HaGRIDv2: 1M Images for Static and Dynamic Hand Gesture Recognition
Anton Nuzhdin, Alexander Nagaev, Alexander Sautin, Alexander Kapitanov, Karina Kvanchiani
TL;DR
HaGRIDv2 tackles the need for a comprehensive, large-scale hand gesture dataset suitable for both static and dynamic recognition in real-world HCI scenarios like video conferencing and home automation. It introduces 15 new static gestures and a diversified 'no gesture' class, plus an extended dynamic gesture recognition algorithm that supports swipes, zooms, clicks, and drag-and-drops, all while maintaining lightweight CPU-friendly inference. The work demonstrates improved cross-dataset generalization, stronger pre-training benefits, and enhanced gesture generation quality via diffusion models, supported by extensive ablations and cross-dataset evaluations.

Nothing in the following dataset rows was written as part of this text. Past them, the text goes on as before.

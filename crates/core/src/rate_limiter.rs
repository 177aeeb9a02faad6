//! Sliding-window rate limiting for OTP requests, keyed independently by
//! phone number and by caller IP (spec rate-limit dimensions). Each
//! dimension has its own ceiling and window length from `Config`.
//!
//! `check` and `record` are deliberately separate: a caller probes `check`
//! before doing the expensive/side-effecting work (sending an OTP) and only
//! calls `record` once that work actually succeeded, so a request that fails
//! downstream doesn't consume the caller's quota.

use std::time::Duration as StdDuration;

use chrono::{DateTime, Utc};

use transit_db::queries::rate_limit as rate_limit_queries;
use transit_db::Pool;
use transit_types::enums::RateLimitDimension;
use transit_types::{AppError, Config};

pub struct RateLimiter {
    pool: Pool,
    config: Config,
}

impl RateLimiter {
    pub fn new(pool: Pool, config: Config) -> Self {
        Self { pool, config }
    }

    fn limits(&self, dimension: RateLimitDimension) -> (i64, StdDuration) {
        match dimension {
            RateLimitDimension::Phone => {
                (self.config.rate_limit.phone_max, self.config.rate_limit.phone_window)
            }
            RateLimitDimension::Ip => {
                (self.config.rate_limit.ip_max, self.config.rate_limit.ip_window)
            }
        }
    }

    /// Non-mutating: errors if the caller is already at the ceiling, but
    /// never itself counts as a request.
    pub async fn check(&self, dimension: RateLimitDimension, key: &str) -> Result<(), AppError> {
        let (max, window) = self.limits(dimension);
        let window_start_floor = Utc::now() - to_chrono_duration(window);

        let count = rate_limit_queries::peek_window(&self.pool, dimension.as_str(), key, window_start_floor)
            .await
            .map_err(|e| AppError::Internal(e.to_string()))?;

        if count >= max {
            let retry_after = window_end(window_start_floor, window);
            return Err(AppError::RateLimited {
                dimension,
                retry_after,
            });
        }

        Ok(())
    }

    /// Mutating: call only after the rate-limited action has actually been
    /// issued, so a downstream failure doesn't burn the caller's quota.
    pub async fn record(&self, dimension: RateLimitDimension, key: &str) -> Result<(), AppError> {
        let (_, window) = self.limits(dimension);
        let window_start_floor = Utc::now() - to_chrono_duration(window);

        rate_limit_queries::increment_window(&self.pool, dimension.as_str(), key, window_start_floor)
            .await
            .map_err(|e| AppError::Internal(e.to_string()))?;

        Ok(())
    }
}

fn to_chrono_duration(d: StdDuration) -> chrono::Duration {
    chrono::Duration::from_std(d).unwrap_or(chrono::Duration::zero())
}

fn window_end(window_start: DateTime<Utc>, window: StdDuration) -> DateTime<Utc> {
    window_start + to_chrono_duration(window)
}

#[cfg(test)]
mod tests {
    use super::*;

    #[test]
    fn window_end_adds_window_length() {
        let start = Utc::now();
        let end = window_end(start, StdDuration::from_secs(600));
        assert_eq!((end - start).num_seconds(), 600);
    }
}
//! Pricing snapshot frozen at CreateIntent time (spec §4.1, §6).
//!
//! Stored as a JSON-ish structured column so the snapshot survives schema
//! evolution; modeled here as a typed struct rather than a loose map so the
//! orchestrator never has to guess at field names when reading it back.

use rust_decimal::Decimal;
use serde::{Deserialize, Serialize};
use ts_rs::TS;
use utoipa::ToSchema;
use uuid::Uuid;

#[derive(Debug, Clone, Serialize, Deserialize, TS, ToSchema)]
#[ts(export, export_to = "../../../frontend/src/lib/types/")]
pub struct SeatPrice {
    pub seat_id: Uuid,
    pub seat_number: String,
    pub price: Decimal,
}

#[derive(Debug, Clone, Serialize, Deserialize, TS, ToSchema)]
#[ts(export, export_to = "../../../frontend/src/lib/types/")]
pub struct BusLegPrice {
    pub scheduled_trip_id: Uuid,
    pub seats: Vec<SeatPrice>,
    pub subtotal: Decimal,
}

#[derive(Debug, Clone, Serialize, Deserialize, TS, ToSchema)]
#[ts(export, export_to = "../../../frontend/src/lib/types/")]
pub struct LoungeLegPrice {
    pub lounge_id: Uuid,
    pub pricing_type: String,
    pub guests_count: i32,
    pub price_per_guest: Decimal,
    pub pre_order_total: Decimal,
    pub subtotal: Decimal,
}

/// Authoritative for the whole purchase flow; never recomputed at confirm.
#[derive(Debug, Clone, Serialize, Deserialize, TS, ToSchema)]
#[ts(export, export_to = "../../../frontend/src/lib/types/")]
pub struct PricingSnapshot {
    pub bus: Option<BusLegPrice>,
    pub pre_lounge: Option<LoungeLegPrice>,
    pub post_lounge: Option<LoungeLegPrice>,
    pub currency: String,
    pub total: Decimal,
}

impl PricingSnapshot {
    pub fn compute_total(&self) -> Decimal {
        let bus = self.bus.as_ref().map(|b| b.subtotal).unwrap_or(Decimal::ZERO);
        let pre = self
            .pre_lounge
            .as_ref()
            .map(|l| l.subtotal)
            .unwrap_or(Decimal::ZERO);
        let post = self
            .post_lounge
            .as_ref()
            .map(|l| l.subtotal)
            .unwrap_or(Decimal::ZERO);
        bus + pre + post
    }
}

#[cfg(test)]
mod tests {
    use super::*;

    #[test]
    fn total_is_sum_of_present_legs() {
        let snapshot = PricingSnapshot {
            bus: Some(BusLegPrice {
                scheduled_trip_id: Uuid::nil(),
                seats: vec![],
                subtotal: Decimal::new(40000, 2),
            }),
            pre_lounge: Some(LoungeLegPrice {
                lounge_id: Uuid::nil(),
                pricing_type: "2_hours".into(),
                guests_count: 2,
                price_per_guest: Decimal::new(30000, 2),
                pre_order_total: Decimal::ZERO,
                subtotal: Decimal::new(60000, 2),
            }),
            post_lounge: None,
            currency: "LKR".into(),
            total: Decimal::ZERO,
        };
        assert_eq!(snapshot.compute_total(), Decimal::new(100000, 2));
    }

    #[test]
    fn total_is_zero_with_no_legs() {
        let snapshot = PricingSnapshot {
            bus: None,
            pre_lounge: None,
            post_lounge: None,
            currency: "LKR".into(),
            total: Decimal::ZERO,
        };
        assert_eq!(snapshot.compute_total(), Decimal::ZERO);
    }
}
pub mod auth;
pub mod intents;
pub mod trips;

pub use auth::*;
pub use intents::*;
pub use trips::*;
use crate::models::{BookingIntent, BusBooking, LoungeBooking};
use anyhow::Result;
use chrono::{DateTime, Utc};
use sqlx::types::Json;
use sqlx::PgPool;
use transit_types::PricingSnapshot;
use uuid::Uuid;

pub async fn find_by_idempotency_key(
    pool: &PgPool,
    user_id: Uuid,
    idempotency_key: Uuid,
) -> Result<Option<BookingIntent>> {
    let intent = sqlx::query_as::<_, BookingIntent>(
        "SELECT * FROM booking_intents WHERE user_id = $1 AND idempotency_key = $2",
    )
    .bind(user_id)
    .bind(idempotency_key)
    .fetch_optional(pool)
    .await?;

    Ok(intent)
}

pub async fn create(
    tx: &mut sqlx::Transaction<'_, sqlx::Postgres>,
    user_id: Uuid,
    idempotency_key: Uuid,
    intent_type: &str,
    pricing: &PricingSnapshot,
    held_until: DateTime<Utc>,
) -> Result<BookingIntent> {
    let intent = sqlx::query_as::<_, BookingIntent>(
        r#"
        INSERT INTO booking_intents
            (user_id, idempotency_key, intent_type, status, pricing, held_until)
        VALUES ($1, $2, $3, 'held', $4, $5)
        RETURNING *
        "#,
    )
    .bind(user_id)
    .bind(idempotency_key)
    .bind(intent_type)
    .bind(Json(pricing.clone()))
    .bind(held_until)
    .fetch_one(&mut **tx)
    .await?;

    Ok(intent)
}

pub async fn find_by_id(pool: &PgPool, id: Uuid) -> Result<Option<BookingIntent>> {
    let intent = sqlx::query_as::<_, BookingIntent>("SELECT * FROM booking_intents WHERE id = $1")
        .bind(id)
        .fetch_optional(pool)
        .await?;

    Ok(intent)
}

pub async fn find_by_id_for_update(
    tx: &mut sqlx::Transaction<'_, sqlx::Postgres>,
    id: Uuid,
) -> Result<Option<BookingIntent>> {
    let intent = sqlx::query_as::<_, BookingIntent>(
        "SELECT * FROM booking_intents WHERE id = $1 FOR UPDATE",
    )
    .bind(id)
    .fetch_optional(&mut **tx)
    .await?;

    Ok(intent)
}

/// Conditional CAS transition — the only way the Orchestrator mutates intent
/// status, so a step applied twice (retry, racing Reaper tick) is a no-op.
pub async fn transition_status(
    pool: &PgPool,
    id: Uuid,
    expected: &str,
    next: &str,
) -> Result<bool> {
    let result = sqlx::query(
        "UPDATE booking_intents SET status = $3, updated_at = NOW() WHERE id = $1 AND status = $2",
    )
    .bind(id)
    .bind(expected)
    .bind(next)
    .execute(pool)
    .await?;

    Ok(result.rows_affected() == 1)
}

pub async fn transition_status_tx(
    tx: &mut sqlx::Transaction<'_, sqlx::Postgres>,
    id: Uuid,
    expected: &str,
    next: &str,
) -> Result<bool> {
    let result = sqlx::query(
        "UPDATE booking_intents SET status = $3, updated_at = NOW() WHERE id = $1 AND status = $2",
    )
    .bind(id)
    .bind(expected)
    .bind(next)
    .execute(&mut **tx)
    .await?;

    Ok(result.rows_affected() == 1)
}

/// Records the gateway's checkout acknowledgement at InitiatePayment time —
/// `payment_uid`/`payment_status` are what a later webhook notification is
/// cross-checked against before its payload is trusted (spec §4.8).
pub async fn set_payment_fields(
    pool: &PgPool,
    id: Uuid,
    invoice_id: &str,
    payment_deadline: DateTime<Utc>,
    payment_uid: &str,
    payment_status: &str,
) -> Result<()> {
    sqlx::query(
        r#"
        UPDATE booking_intents
        SET invoice_id = $2, payment_deadline = $3, payment_uid = $4, payment_status = $5,
            updated_at = NOW()
        WHERE id = $1
        "#,
    )
    .bind(id)
    .bind(invoice_id)
    .bind(payment_deadline)
    .bind(payment_uid)
    .bind(payment_status)
    .execute(pool)
    .await?;

    Ok(())
}

/// Correlates an inbound gateway webhook back to the intent that initiated
/// payment — the design is to locate by the `payment_uid` recorded at
/// InitiatePayment rather than by invoice id, since `payment_uid` is the
/// field the webhook cross-check is actually keyed on.
pub async fn find_by_payment_uid(pool: &PgPool, payment_uid: &str) -> Result<Option<BookingIntent>> {
    let intent = sqlx::query_as::<_, BookingIntent>(
        "SELECT * FROM booking_intents WHERE payment_uid = $1",
    )
    .bind(payment_uid)
    .fetch_optional(pool)
    .await?;

    Ok(intent)
}

/// Appends a lounge leg's price to the frozen snapshot and extends the
/// intent's TTL — the only write `AddLoungeToIntent` makes against the
/// intent row itself (seat/lounge holds are extended separately).
pub async fn update_pricing_and_extend(
    tx: &mut sqlx::Transaction<'_, sqlx::Postgres>,
    id: Uuid,
    pricing: &PricingSnapshot,
    held_until: DateTime<Utc>,
) -> Result<()> {
    sqlx::query(
        "UPDATE booking_intents SET pricing = $2, held_until = $3, updated_at = NOW() WHERE id = $1",
    )
    .bind(id)
    .bind(Json(pricing.clone()))
    .bind(held_until)
    .execute(&mut **tx)
    .await?;

    Ok(())
}

pub async fn find_expired_holds(pool: &PgPool, before: DateTime<Utc>) -> Result<Vec<BookingIntent>> {
    let intents = sqlx::query_as::<_, BookingIntent>(
        "SELECT * FROM booking_intents WHERE status IN ('held', 'payment_pending') AND held_until < $1",
    )
    .bind(before)
    .fetch_all(pool)
    .await?;

    Ok(intents)
}

pub async fn create_bus_booking(
    tx: &mut sqlx::Transaction<'_, sqlx::Postgres>,
    intent_id: Uuid,
    scheduled_trip_id: Uuid,
    booking_code: &str,
    seat_ids: &[Uuid],
) -> Result<BusBooking> {
    let booking = sqlx::query_as::<_, BusBooking>(
        r#"
        INSERT INTO bus_bookings (intent_id, scheduled_trip_id, booking_code, seat_ids)
        VALUES ($1, $2, $3, $4)
        RETURNING *
        "#,
    )
    .bind(intent_id)
    .bind(scheduled_trip_id)
    .bind(booking_code)
    .bind(seat_ids)
    .fetch_one(&mut **tx)
    .await?;

    Ok(booking)
}

pub async fn create_lounge_booking(
    tx: &mut sqlx::Transaction<'_, sqlx::Postgres>,
    intent_id: Uuid,
    lounge_id: Uuid,
    booking_code: &str,
    guests_count: i32,
    window_start: DateTime<Utc>,
    window_end: DateTime<Utc>,
) -> Result<LoungeBooking> {
    let booking = sqlx::query_as::<_, LoungeBooking>(
        r#"
        INSERT INTO lounge_bookings
            (intent_id, lounge_id, booking_code, guests_count, window_start, window_end)
        VALUES ($1, $2, $3, $4, $5, $6)
        RETURNING *
        "#,
    )
    .bind(intent_id)
    .bind(lounge_id)
    .bind(booking_code)
    .bind(guests_count)
    .bind(window_start)
    .bind(window_end)
    .fetch_one(&mut **tx)
    .await?;

    Ok(booking)
}

pub async fn find_bus_booking_for_intent(
    pool: &PgPool,
    intent_id: Uuid,
) -> Result<Option<BusBooking>> {
    let booking = sqlx::query_as::<_, BusBooking>(
        "SELECT * FROM bus_bookings WHERE intent_id = $1",
    )
    .bind(intent_id)
    .fetch_optional(pool)
    .await?;

    Ok(booking)
}

pub async fn find_lounge_bookings_for_intent(
    pool: &PgPool,
    intent_id: Uuid,
) -> Result<Vec<LoungeBooking>> {
    let bookings = sqlx::query_as::<_, LoungeBooking>(
        "SELECT * FROM lounge_bookings WHERE intent_id = $1",
    )
    .bind(intent_id)
    .fetch_all(pool)
    .await?;

    Ok(bookings)
}
use transit_core::ExpirationReaper;
use transit_db::Pool;

/// Expires holds past their TTL. Runs once a minute — not cron-scheduled,
/// since a minute-granularity cron expression buys nothing a plain interval
/// loop doesn't already give us.
pub async fn reap_expired_holds(pool: &Pool) -> anyhow::Result<()> {
    let reaper = ExpirationReaper::new(pool.clone());
    let summary = reaper.tick().await?;
    if summary.intents_expired > 0
        || summary.orphaned_seats_released > 0
        || summary.orphaned_lounge_holds_released > 0
    {
        tracing::info!(
            intents_expired = summary.intents_expired,
            orphaned_seats_released = summary.orphaned_seats_released,
            orphaned_lounge_holds_released = summary.orphaned_lounge_holds_released,
            "reap_expired_holds job finished"
        );
    }
    Ok(())
}
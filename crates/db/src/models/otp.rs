use chrono::{DateTime, Utc};
use serde::{Deserialize, Serialize};
use sqlx::FromRow;
use uuid::Uuid;

/// An issued OTP challenge. `code_hash` never stores the plaintext code;
/// the SMS transport is handed the plaintext at issue time only.
#[derive(Debug, Clone, Serialize, Deserialize, FromRow)]
pub struct OtpRecord {
    pub id: Uuid,
    pub phone: String,
    pub code_hash: String,
    pub attempts: i32,
    pub max_attempts: i32,
    pub expires_at: DateTime<Utc>,
    pub used_at: Option<DateTime<Utc>>,
    pub created_at: DateTime<Utc>,
}

impl OtpRecord {
    pub fn is_expired(&self, now: DateTime<Utc>) -> bool {
        now >= self.expires_at
    }

    pub fn is_used(&self) -> bool {
        self.used_at.is_some()
    }

    pub fn attempts_exhausted(&self) -> bool {
        self.attempts >= self.max_attempts
    }
}

#[derive(Debug, Clone, Serialize, Deserialize, FromRow)]
pub struct RateLimitRecord {
    pub id: Uuid,
    pub dimension: String,
    pub key: String,
    pub window_start: DateTime<Utc>,
    pub count: i64,
}
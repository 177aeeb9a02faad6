//! Trip Generator: materializes `ScheduledTrip` + `TripSeat` rows from
//! recurring `BusSchedule` templates on a rolling horizon, and prunes old
//! completed/cancelled trips.
//!
//! Idempotent by design: `generate_for_schedule` always checks for an
//! existing trip on that schedule + date before creating one, so a missed
//! run and a re-run that covers the same ground never double-book a date.

use chrono::{Duration, NaiveDate, TimeZone, Utc};
use uuid::Uuid;

use transit_db::models::{BusSchedule, ScheduledTrip, TripSeat};
use transit_db::queries::trips;
use transit_db::Pool;
use transit_types::{AppError, Config};

pub struct TripGenerator {
    pool: Pool,
    config: Config,
}

impl TripGenerator {
    pub fn new(pool: Pool, config: Config) -> Self {
        Self { pool, config }
    }

    /// Materializes a trip for one schedule on one date, unless it already
    /// exists, the schedule doesn't run that day of week, or `date` falls
    /// outside the schedule's validity window.
    pub async fn generate_for_schedule(
        &self,
        schedule: &BusSchedule,
        date: NaiveDate,
    ) -> Result<Option<ScheduledTrip>, AppError> {
        if !schedule.is_valid_for_date(date) {
            return Ok(None);
        }

        if trips::find_trip_for_schedule_and_date(&self.pool, schedule.id, date)
            .await
            .map_err(|e| AppError::Internal(e.to_string()))?
            .is_some()
        {
            return Ok(None);
        }

        let layout = trips::find_seat_layout(&self.pool, schedule.seat_layout_template_id)
            .await
            .map_err(|e| AppError::Internal(e.to_string()))?
            .ok_or_else(|| AppError::NotFound("seat layout template not found".to_string()))?;

        let departure_naive = date.and_time(schedule.departure_time);
        let departure_at = Utc.from_utc_datetime(&departure_naive);
        let assignment_deadline =
            departure_at - Duration::hours(self.config.assignment_deadline_hours);

        let trip = trips::create_trip_with_seats(
            &self.pool,
            schedule.id,
            date,
            departure_at,
            assignment_deadline,
            &schedule.origin,
            &schedule.destination,
            schedule.base_price,
            &layout,
        )
        .await
        .map_err(|e| AppError::Internal(e.to_string()))?;

        Ok(Some(trip))
    }

    /// Reassigns a trip's driver/conductor, refusing once the trip's
    /// `assignment_deadline` has passed.
    pub async fn assign_crew(
        &self,
        trip_id: Uuid,
        driver_id: Option<Uuid>,
        conductor_id: Option<Uuid>,
    ) -> Result<ScheduledTrip, AppError> {
        trips::assign_crew(&self.pool, trip_id, driver_id, conductor_id, Utc::now())
            .await
            .map_err(|e| AppError::Internal(e.to_string()))?
            .ok_or_else(|| {
                AppError::Conflict(
                    "trip not found or past its crew assignment deadline".to_string(),
                )
            })
    }

    /// Walks every active schedule over the configured horizon, generating
    /// whatever trips are missing. Safe to run more than once a day —
    /// re-running it is exactly how gaps from a missed run get filled.
    pub async fn generate_future_trips(&self) -> Result<usize, AppError> {
        let schedules = trips::list_active_schedules(&self.pool)
            .await
            .map_err(|e| AppError::Internal(e.to_string()))?;

        let today = Utc::now().date_naive();
        let mut created = 0;

        for schedule in &schedules {
            for offset in 0..=self.config.trip_generation_days_ahead {
                let date = today + Duration::days(offset);
                if self.generate_for_schedule(schedule, date).await?.is_some() {
                    created += 1;
                }
            }
        }

        Ok(created)
    }

    /// Alias for `generate_future_trips` kept as a distinct entry point so
    /// the jobs crate can schedule a separate, later cron slot for it
    /// without implying the two runs do different things.
    pub async fn fill_missing_trips(&self) -> Result<usize, AppError> {
        self.generate_future_trips().await
    }

    /// Deletes completed/cancelled trips older than the retention window.
    pub async fn cleanup_old_trips(&self, retain_days: i64) -> Result<u64, AppError> {
        let cutoff = Utc::now().date_naive() - Duration::days(retain_days);
        trips::delete_old_trips(&self.pool, cutoff)
            .await
            .map_err(|e| AppError::Internal(e.to_string()))
    }

    /// Binds a seat layout template to an already-materialized trip,
    /// discarding its current TripSeats and replacing them with one row per
    /// layout seat. Refused if any existing seat is booked or held — a bus
    /// owner swapping vehicles can't silently evict a paying passenger.
    pub async fn bind_layout(
        &self,
        scheduled_trip_id: Uuid,
        seat_layout_template_id: Uuid,
    ) -> Result<Vec<TripSeat>, AppError> {
        let trip = trips::find_by_id(&self.pool, scheduled_trip_id)
            .await
            .map_err(|e| AppError::Internal(e.to_string()))?
            .ok_or_else(|| AppError::NotFound("trip not found".to_string()))?;

        let schedule = trips::find_schedule_by_id(&self.pool, trip.bus_schedule_id)
            .await
            .map_err(|e| AppError::Internal(e.to_string()))?
            .ok_or_else(|| AppError::NotFound("bus schedule not found".to_string()))?;

        let layout = trips::find_seat_layout(&self.pool, seat_layout_template_id)
            .await
            .map_err(|e| AppError::Internal(e.to_string()))?
            .ok_or_else(|| AppError::NotFound("seat layout template not found".to_string()))?;

        let existing = trips::list_seats_for_trip(&self.pool, scheduled_trip_id)
            .await
            .map_err(|e| AppError::Internal(e.to_string()))?;
        if existing.iter().any(|s| s.status == "booked" || s.status == "held") {
            return Err(AppError::Conflict(
                "cannot rebind seat layout while seats are booked or held".to_string(),
            ));
        }

        let mut tx = self.pool.begin().await.map_err(AppError::Database)?;
        trips::rebind_trip_layout(&mut tx, scheduled_trip_id, &layout, schedule.base_price)
            .await
            .map_err(|e| AppError::Internal(e.to_string()))?;
        tx.commit().await.map_err(AppError::Database)?;

        trips::list_seats_for_trip(&self.pool, scheduled_trip_id)
            .await
            .map_err(|e| AppError::Internal(e.to_string()))
    }
}

#[cfg(test)]
mod tests {
    use super::*;
    use rust_decimal::Decimal;

    fn daily_schedule(valid_from: NaiveDate, valid_until: Option<NaiveDate>) -> BusSchedule {
        BusSchedule {
            id: Uuid::nil(),
            bus_owner_id: Uuid::nil(),
            origin: "Colombo".into(),
            destination: "Kandy".into(),
            departure_time: chrono::NaiveTime::from_hms_opt(8, 0, 0).unwrap(),
            days_of_week_mask: 0b1111111,
            seat_layout_template_id: Uuid::nil(),
            base_price: Decimal::new(150000, 2),
            active: true,
            valid_from,
            valid_until,
            created_at: Utc::now(),
        }
    }

    #[test]
    fn is_valid_for_date_honors_weekday_mask() {
        let schedule = BusSchedule {
            days_of_week_mask: 0b1000000, // Saturday only (bit 0 = Sunday)
            ..daily_schedule(NaiveDate::from_ymd_opt(2020, 1, 1).unwrap(), None)
        };
        let saturday = NaiveDate::from_ymd_opt(2026, 8, 1).unwrap();
        let sunday = NaiveDate::from_ymd_opt(2026, 8, 2).unwrap();
        assert!(schedule.is_valid_for_date(saturday));
        assert!(!schedule.is_valid_for_date(sunday));
    }

    #[test]
    fn is_valid_for_date_rejects_before_valid_from() {
        let schedule = daily_schedule(NaiveDate::from_ymd_opt(2026, 9, 1).unwrap(), None);
        let date = NaiveDate::from_ymd_opt(2026, 8, 1).unwrap();
        assert!(!schedule.is_valid_for_date(date));
    }

    #[test]
    fn is_valid_for_date_rejects_after_valid_until() {
        let schedule = daily_schedule(
            NaiveDate::from_ymd_opt(2020, 1, 1).unwrap(),
            Some(NaiveDate::from_ymd_opt(2026, 1, 1).unwrap()),
        );
        let date = NaiveDate::from_ymd_opt(2026, 8, 1).unwrap();
        assert!(!schedule.is_valid_for_date(date));
    }

    #[test]
    fn is_valid_for_date_accepts_inside_window() {
        let schedule = daily_schedule(
            NaiveDate::from_ymd_opt(2020, 1, 1).unwrap(),
            Some(NaiveDate::from_ymd_opt(2030, 1, 1).unwrap()),
        );
        let date = NaiveDate::from_ymd_opt(2026, 8, 1).unwrap();
        assert!(schedule.is_valid_for_date(date));
    }
}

By releasing HaGRIDv2, pre-trained models, and the dynamic gesture algorithm, the study provides a practical, scalable resource for developing robust gesture-based interfaces on edge devices.
Abstract
This paper proposes the second version of the widespread Hand Gesture Recognition dataset HaGRID -- HaGRIDv2. We cover 15 new gestures with conversation and control functions, including two-handed ones. Building on the foundational concepts proposed by HaGRID's authors, we implemented the dynamic gesture recognition algorithm and further enhanced it by adding three new groups of manipulation gestures. The ``no gesture" class was diversified by adding samples of natural hand movements, which allowed us to minimize false positives by 6 times. Combining extra samples with HaGRID, the received version outperforms the original in pre-training models for gesture-related tasks. Besides, we achieved the best generalization ability among gesture and hand detection datasets. In addition, the second version enhances the quality of the gestures generated by the diffusion model. HaGRIDv2, pre-trained models, and a dynamic gesture recognition algorithm are publicly available.